▶ [Listed records]:
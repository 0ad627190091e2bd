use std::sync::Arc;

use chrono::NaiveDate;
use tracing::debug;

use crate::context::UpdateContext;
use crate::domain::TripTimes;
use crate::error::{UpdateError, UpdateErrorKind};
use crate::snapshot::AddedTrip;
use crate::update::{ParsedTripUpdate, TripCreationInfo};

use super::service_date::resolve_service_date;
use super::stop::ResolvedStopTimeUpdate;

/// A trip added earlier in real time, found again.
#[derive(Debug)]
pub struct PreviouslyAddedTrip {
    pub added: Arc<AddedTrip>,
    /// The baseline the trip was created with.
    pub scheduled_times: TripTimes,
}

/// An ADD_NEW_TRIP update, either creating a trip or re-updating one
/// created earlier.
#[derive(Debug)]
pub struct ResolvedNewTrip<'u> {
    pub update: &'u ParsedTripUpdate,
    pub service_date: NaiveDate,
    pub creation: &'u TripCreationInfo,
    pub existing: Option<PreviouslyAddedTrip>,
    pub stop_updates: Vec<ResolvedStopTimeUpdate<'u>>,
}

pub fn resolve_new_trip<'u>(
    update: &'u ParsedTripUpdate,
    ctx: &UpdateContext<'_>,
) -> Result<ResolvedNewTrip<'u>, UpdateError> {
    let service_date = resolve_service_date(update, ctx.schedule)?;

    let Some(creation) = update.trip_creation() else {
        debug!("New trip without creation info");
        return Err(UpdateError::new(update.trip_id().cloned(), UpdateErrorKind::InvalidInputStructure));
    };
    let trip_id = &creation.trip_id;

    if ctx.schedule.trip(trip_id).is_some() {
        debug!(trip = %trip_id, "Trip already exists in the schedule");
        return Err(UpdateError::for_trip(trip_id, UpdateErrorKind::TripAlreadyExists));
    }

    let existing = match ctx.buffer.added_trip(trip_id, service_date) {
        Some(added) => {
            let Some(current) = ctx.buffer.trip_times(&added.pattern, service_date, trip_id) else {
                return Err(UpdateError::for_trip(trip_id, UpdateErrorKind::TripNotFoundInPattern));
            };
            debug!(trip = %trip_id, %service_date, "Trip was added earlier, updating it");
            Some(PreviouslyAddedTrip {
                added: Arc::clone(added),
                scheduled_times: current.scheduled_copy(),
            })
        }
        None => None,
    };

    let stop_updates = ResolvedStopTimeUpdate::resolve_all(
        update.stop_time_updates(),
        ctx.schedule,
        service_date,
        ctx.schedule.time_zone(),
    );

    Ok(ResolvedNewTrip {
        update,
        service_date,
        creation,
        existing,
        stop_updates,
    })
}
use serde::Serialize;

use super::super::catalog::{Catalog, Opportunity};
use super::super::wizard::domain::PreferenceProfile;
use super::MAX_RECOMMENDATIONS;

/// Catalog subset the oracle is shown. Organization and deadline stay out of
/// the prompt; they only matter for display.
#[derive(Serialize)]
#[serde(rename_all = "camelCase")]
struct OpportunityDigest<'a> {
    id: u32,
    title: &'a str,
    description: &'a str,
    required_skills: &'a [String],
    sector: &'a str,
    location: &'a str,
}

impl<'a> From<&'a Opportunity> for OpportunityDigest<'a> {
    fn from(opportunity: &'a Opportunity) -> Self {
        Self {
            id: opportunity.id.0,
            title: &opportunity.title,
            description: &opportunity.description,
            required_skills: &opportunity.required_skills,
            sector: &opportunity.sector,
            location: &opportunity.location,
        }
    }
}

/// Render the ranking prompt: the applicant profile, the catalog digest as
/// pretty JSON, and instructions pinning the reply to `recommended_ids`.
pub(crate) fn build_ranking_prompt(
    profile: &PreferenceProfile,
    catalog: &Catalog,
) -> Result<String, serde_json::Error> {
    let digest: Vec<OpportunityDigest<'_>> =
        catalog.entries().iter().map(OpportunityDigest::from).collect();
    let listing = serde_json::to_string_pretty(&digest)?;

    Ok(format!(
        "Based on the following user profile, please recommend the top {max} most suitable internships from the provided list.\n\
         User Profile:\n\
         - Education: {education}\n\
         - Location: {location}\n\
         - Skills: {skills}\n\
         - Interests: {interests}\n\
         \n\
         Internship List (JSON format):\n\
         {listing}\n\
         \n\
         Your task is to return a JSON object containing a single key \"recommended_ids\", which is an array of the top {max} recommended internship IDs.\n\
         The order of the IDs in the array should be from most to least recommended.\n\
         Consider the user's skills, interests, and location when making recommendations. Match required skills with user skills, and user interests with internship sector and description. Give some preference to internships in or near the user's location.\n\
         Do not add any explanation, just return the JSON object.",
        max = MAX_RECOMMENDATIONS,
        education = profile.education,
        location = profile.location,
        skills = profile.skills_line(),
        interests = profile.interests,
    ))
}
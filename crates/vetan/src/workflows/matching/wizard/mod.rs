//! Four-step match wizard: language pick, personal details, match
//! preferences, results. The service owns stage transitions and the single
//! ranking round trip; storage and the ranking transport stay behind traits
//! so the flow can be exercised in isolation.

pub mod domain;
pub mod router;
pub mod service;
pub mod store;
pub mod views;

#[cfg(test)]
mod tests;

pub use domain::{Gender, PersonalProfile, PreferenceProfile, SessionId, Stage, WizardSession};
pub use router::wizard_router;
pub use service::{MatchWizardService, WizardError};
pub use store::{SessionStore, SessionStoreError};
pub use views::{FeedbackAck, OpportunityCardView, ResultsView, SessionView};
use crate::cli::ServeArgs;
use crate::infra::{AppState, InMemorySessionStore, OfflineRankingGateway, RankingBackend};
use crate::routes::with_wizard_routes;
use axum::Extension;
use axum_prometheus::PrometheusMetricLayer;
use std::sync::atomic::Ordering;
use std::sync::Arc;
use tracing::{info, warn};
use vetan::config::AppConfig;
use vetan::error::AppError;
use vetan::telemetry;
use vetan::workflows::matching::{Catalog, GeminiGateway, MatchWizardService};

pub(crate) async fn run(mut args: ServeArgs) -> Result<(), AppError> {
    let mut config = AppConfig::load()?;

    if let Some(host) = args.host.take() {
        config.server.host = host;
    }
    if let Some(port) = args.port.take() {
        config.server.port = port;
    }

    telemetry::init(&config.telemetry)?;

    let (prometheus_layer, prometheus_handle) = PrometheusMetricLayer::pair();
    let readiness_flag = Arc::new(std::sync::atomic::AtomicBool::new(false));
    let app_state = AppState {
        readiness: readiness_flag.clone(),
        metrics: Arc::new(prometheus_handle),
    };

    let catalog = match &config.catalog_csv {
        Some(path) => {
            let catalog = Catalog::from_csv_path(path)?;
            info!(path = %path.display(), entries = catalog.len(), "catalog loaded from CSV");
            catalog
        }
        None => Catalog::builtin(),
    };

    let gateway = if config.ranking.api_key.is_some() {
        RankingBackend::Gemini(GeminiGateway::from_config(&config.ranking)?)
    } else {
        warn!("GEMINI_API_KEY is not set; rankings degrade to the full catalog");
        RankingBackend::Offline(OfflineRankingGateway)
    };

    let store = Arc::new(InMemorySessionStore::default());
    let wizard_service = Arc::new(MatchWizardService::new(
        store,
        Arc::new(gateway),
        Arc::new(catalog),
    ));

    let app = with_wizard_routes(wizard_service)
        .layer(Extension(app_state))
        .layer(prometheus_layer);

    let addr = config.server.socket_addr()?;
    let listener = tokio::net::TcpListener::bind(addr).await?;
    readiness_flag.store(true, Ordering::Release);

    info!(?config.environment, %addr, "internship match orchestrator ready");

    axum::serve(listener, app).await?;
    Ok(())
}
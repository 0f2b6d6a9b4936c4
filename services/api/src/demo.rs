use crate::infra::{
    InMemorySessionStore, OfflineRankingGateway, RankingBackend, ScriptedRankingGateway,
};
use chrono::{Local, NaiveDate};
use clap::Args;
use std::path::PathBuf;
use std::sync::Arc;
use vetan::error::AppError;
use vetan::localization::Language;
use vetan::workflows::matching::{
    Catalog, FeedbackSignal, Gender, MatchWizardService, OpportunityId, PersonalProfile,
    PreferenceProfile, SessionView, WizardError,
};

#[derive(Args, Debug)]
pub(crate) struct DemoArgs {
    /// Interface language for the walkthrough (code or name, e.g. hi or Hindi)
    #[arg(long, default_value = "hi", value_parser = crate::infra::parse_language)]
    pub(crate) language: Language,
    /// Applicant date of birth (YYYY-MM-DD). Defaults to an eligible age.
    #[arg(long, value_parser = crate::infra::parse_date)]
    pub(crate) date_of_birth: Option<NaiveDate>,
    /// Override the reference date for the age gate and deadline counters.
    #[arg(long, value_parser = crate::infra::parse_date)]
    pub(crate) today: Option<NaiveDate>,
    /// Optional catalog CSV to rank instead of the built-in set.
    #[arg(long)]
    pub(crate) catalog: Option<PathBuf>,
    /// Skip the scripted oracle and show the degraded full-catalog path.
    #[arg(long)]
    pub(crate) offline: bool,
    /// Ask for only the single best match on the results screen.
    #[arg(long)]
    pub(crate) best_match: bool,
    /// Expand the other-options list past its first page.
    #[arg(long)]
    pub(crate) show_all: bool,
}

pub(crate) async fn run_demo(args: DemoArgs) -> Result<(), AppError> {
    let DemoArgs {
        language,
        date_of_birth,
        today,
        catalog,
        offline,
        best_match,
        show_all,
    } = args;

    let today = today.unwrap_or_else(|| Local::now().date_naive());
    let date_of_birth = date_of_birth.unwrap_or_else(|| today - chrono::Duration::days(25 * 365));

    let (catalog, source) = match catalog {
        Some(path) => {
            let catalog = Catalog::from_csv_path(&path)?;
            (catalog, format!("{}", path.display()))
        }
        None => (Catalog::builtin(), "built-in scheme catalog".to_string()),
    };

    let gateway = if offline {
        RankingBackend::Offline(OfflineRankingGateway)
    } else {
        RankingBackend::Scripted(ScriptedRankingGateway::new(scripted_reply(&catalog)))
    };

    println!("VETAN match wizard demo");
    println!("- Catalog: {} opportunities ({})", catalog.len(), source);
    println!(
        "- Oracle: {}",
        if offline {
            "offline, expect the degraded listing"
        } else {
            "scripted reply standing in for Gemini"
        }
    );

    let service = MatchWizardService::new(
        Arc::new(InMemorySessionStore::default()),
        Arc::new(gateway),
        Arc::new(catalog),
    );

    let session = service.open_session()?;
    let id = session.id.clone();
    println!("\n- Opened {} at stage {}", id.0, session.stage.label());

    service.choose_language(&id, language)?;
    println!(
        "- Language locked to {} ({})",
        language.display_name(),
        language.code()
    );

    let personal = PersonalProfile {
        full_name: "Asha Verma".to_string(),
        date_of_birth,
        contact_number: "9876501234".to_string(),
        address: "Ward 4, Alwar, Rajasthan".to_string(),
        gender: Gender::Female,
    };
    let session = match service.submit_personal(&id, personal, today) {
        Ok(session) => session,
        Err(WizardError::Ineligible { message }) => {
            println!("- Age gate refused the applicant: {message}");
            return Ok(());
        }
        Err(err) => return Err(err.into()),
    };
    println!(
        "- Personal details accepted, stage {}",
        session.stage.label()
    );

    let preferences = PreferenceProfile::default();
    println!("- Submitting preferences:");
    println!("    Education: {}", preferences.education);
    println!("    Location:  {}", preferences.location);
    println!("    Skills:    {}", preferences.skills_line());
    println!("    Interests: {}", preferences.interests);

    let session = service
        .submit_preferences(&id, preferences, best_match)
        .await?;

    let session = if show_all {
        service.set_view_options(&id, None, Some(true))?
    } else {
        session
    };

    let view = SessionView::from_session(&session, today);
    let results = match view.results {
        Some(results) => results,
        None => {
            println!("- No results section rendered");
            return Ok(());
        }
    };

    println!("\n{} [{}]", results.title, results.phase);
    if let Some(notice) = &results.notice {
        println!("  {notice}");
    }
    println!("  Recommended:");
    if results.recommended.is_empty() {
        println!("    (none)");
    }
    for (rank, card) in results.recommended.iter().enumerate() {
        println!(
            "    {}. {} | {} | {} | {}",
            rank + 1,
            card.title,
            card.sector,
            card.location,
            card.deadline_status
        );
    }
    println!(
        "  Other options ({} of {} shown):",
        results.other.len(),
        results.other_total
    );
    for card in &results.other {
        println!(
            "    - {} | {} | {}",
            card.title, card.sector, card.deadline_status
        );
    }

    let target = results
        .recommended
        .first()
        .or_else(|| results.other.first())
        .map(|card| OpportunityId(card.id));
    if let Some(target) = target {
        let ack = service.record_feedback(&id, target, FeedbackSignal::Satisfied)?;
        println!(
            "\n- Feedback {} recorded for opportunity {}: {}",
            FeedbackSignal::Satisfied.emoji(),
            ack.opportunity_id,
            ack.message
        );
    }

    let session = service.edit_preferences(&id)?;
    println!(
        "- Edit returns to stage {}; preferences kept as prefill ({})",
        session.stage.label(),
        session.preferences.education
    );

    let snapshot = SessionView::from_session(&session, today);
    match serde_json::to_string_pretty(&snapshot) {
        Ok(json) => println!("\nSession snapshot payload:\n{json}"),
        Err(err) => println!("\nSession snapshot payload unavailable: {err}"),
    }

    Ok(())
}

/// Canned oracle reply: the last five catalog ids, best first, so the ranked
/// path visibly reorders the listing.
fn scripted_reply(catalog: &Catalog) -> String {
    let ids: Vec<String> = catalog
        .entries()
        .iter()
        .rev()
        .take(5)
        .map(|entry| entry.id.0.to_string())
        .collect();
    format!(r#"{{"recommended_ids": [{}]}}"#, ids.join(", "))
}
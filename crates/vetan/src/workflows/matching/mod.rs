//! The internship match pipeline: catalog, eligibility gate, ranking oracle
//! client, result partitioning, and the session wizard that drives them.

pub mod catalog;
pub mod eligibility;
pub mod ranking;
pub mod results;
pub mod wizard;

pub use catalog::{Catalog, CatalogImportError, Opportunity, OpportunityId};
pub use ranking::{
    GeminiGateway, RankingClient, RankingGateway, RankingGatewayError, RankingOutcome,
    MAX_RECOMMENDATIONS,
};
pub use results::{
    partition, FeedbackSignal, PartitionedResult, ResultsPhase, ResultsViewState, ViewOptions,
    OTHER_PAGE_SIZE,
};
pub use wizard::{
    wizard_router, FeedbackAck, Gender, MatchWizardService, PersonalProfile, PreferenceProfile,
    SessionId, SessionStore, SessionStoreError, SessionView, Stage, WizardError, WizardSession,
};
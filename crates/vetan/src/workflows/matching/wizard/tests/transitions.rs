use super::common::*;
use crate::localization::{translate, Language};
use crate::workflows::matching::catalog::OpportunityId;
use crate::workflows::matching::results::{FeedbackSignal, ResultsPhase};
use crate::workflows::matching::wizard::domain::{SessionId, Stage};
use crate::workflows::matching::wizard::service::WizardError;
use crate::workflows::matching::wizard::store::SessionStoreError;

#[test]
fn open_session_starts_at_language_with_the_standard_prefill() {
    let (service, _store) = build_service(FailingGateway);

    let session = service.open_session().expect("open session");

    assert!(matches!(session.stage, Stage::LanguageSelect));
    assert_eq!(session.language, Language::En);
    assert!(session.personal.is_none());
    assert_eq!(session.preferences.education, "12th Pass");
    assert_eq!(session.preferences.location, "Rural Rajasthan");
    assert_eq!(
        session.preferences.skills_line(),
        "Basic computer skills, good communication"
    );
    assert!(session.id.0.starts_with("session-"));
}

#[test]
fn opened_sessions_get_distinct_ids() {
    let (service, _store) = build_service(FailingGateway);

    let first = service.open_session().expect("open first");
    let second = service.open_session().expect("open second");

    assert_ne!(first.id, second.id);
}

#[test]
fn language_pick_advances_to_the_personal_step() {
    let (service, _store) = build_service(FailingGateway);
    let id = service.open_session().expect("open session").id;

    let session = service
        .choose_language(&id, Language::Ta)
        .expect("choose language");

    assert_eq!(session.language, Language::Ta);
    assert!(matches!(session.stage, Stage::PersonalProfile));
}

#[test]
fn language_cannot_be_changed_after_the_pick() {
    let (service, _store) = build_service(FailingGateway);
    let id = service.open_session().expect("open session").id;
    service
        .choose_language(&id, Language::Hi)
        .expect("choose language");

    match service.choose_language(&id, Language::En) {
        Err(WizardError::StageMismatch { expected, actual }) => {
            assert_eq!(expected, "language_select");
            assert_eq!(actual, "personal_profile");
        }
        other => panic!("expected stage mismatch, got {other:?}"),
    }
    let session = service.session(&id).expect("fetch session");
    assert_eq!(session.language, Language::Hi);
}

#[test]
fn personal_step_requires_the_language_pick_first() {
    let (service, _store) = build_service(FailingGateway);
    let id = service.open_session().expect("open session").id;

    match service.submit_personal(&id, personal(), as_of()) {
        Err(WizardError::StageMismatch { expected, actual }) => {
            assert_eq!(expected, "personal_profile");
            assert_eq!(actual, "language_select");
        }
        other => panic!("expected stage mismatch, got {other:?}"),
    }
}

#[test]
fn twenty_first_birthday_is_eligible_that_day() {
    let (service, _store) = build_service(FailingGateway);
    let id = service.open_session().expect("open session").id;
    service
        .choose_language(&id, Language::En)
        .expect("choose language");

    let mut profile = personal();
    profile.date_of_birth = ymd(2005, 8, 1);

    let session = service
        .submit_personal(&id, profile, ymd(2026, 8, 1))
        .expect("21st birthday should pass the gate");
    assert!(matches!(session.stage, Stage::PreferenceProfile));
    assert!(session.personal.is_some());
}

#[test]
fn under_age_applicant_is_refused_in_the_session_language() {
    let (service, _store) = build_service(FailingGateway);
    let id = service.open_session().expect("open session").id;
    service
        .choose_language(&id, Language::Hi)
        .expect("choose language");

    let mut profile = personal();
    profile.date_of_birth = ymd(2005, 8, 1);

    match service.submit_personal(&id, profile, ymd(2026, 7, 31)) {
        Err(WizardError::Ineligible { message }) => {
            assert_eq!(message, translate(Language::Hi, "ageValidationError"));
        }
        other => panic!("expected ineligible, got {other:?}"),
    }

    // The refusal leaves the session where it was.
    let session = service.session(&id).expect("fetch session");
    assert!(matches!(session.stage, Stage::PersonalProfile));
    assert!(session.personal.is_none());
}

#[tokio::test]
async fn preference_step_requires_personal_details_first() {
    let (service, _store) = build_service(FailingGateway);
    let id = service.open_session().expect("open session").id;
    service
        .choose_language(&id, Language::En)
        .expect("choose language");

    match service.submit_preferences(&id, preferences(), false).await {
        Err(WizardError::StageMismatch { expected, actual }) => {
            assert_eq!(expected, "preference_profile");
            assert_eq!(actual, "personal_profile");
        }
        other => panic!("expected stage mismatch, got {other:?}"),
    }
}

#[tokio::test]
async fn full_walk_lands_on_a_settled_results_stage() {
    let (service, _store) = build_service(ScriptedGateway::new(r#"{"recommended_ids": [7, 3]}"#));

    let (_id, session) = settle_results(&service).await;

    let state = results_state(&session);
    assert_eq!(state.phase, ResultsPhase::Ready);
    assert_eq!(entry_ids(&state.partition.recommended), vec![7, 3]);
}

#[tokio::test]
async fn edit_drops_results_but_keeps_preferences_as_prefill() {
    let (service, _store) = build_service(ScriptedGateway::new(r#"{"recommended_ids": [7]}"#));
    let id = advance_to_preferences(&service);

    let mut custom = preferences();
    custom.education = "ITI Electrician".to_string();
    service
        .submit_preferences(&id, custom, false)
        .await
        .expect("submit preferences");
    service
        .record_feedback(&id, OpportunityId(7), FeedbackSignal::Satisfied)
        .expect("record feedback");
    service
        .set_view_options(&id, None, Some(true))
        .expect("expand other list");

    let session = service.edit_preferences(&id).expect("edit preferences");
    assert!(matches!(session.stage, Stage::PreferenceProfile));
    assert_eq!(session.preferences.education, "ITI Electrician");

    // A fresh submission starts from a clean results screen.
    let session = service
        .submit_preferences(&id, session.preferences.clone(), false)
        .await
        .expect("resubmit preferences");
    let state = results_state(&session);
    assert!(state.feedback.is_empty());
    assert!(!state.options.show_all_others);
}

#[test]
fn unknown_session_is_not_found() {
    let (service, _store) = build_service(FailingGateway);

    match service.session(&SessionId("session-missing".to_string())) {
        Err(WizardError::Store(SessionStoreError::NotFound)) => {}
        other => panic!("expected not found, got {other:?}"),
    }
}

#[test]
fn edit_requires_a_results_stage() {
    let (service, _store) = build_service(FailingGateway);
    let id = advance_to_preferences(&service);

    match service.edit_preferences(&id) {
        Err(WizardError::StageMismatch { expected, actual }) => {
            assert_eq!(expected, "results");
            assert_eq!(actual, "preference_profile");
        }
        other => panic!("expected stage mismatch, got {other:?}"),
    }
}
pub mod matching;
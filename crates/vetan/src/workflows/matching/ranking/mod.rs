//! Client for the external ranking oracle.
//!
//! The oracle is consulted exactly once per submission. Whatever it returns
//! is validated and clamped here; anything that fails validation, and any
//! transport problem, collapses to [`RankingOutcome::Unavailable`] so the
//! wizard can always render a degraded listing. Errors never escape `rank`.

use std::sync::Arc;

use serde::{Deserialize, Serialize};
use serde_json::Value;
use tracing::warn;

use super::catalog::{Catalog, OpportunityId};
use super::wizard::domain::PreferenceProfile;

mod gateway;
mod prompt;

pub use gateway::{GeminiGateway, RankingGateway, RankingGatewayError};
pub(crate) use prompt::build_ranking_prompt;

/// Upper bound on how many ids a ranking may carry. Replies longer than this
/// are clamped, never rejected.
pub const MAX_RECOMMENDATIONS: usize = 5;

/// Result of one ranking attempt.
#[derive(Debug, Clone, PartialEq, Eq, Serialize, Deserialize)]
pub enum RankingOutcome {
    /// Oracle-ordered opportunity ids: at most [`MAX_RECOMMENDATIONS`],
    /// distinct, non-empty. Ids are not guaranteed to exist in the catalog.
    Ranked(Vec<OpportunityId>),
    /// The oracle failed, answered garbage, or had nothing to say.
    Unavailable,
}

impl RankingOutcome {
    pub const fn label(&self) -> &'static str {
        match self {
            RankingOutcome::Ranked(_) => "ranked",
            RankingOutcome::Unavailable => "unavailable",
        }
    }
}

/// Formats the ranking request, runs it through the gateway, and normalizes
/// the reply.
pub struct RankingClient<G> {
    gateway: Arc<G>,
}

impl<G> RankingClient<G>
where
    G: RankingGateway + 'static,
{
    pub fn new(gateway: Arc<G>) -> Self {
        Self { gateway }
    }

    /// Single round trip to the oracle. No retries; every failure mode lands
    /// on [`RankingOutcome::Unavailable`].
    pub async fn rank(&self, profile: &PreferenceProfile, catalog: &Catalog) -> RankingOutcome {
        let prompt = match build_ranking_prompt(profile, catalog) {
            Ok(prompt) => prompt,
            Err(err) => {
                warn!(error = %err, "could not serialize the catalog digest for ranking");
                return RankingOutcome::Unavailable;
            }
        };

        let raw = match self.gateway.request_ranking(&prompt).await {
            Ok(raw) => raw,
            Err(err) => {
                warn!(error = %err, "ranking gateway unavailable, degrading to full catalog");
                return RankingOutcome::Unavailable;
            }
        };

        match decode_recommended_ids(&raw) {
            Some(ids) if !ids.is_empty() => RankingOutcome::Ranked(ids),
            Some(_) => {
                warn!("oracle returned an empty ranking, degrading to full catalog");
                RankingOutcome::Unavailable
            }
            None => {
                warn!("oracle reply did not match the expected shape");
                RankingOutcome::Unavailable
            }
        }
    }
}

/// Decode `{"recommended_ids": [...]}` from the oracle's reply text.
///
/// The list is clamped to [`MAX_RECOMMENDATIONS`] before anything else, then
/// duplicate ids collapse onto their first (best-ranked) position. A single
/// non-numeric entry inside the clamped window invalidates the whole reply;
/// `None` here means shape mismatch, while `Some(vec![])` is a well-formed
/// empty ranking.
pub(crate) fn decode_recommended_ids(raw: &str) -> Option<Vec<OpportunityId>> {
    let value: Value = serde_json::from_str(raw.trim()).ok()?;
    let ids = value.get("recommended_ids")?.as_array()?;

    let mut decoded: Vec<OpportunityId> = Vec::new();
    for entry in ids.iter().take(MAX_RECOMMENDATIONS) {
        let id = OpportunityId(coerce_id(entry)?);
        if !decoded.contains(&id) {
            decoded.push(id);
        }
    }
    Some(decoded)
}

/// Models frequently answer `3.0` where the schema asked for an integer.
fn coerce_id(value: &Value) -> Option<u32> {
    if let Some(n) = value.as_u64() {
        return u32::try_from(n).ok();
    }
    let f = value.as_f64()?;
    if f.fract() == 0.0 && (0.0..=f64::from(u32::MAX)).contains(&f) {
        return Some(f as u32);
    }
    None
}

▶ [Instructions to follow]:
Look over the records. Copy the lines that include the word "ServeArgs".

▶ [Exercise solution]:
use crate::cli::ServeArgs;
pub(crate) async fn run(mut args: ServeArgs) -> Result<(), AppError> {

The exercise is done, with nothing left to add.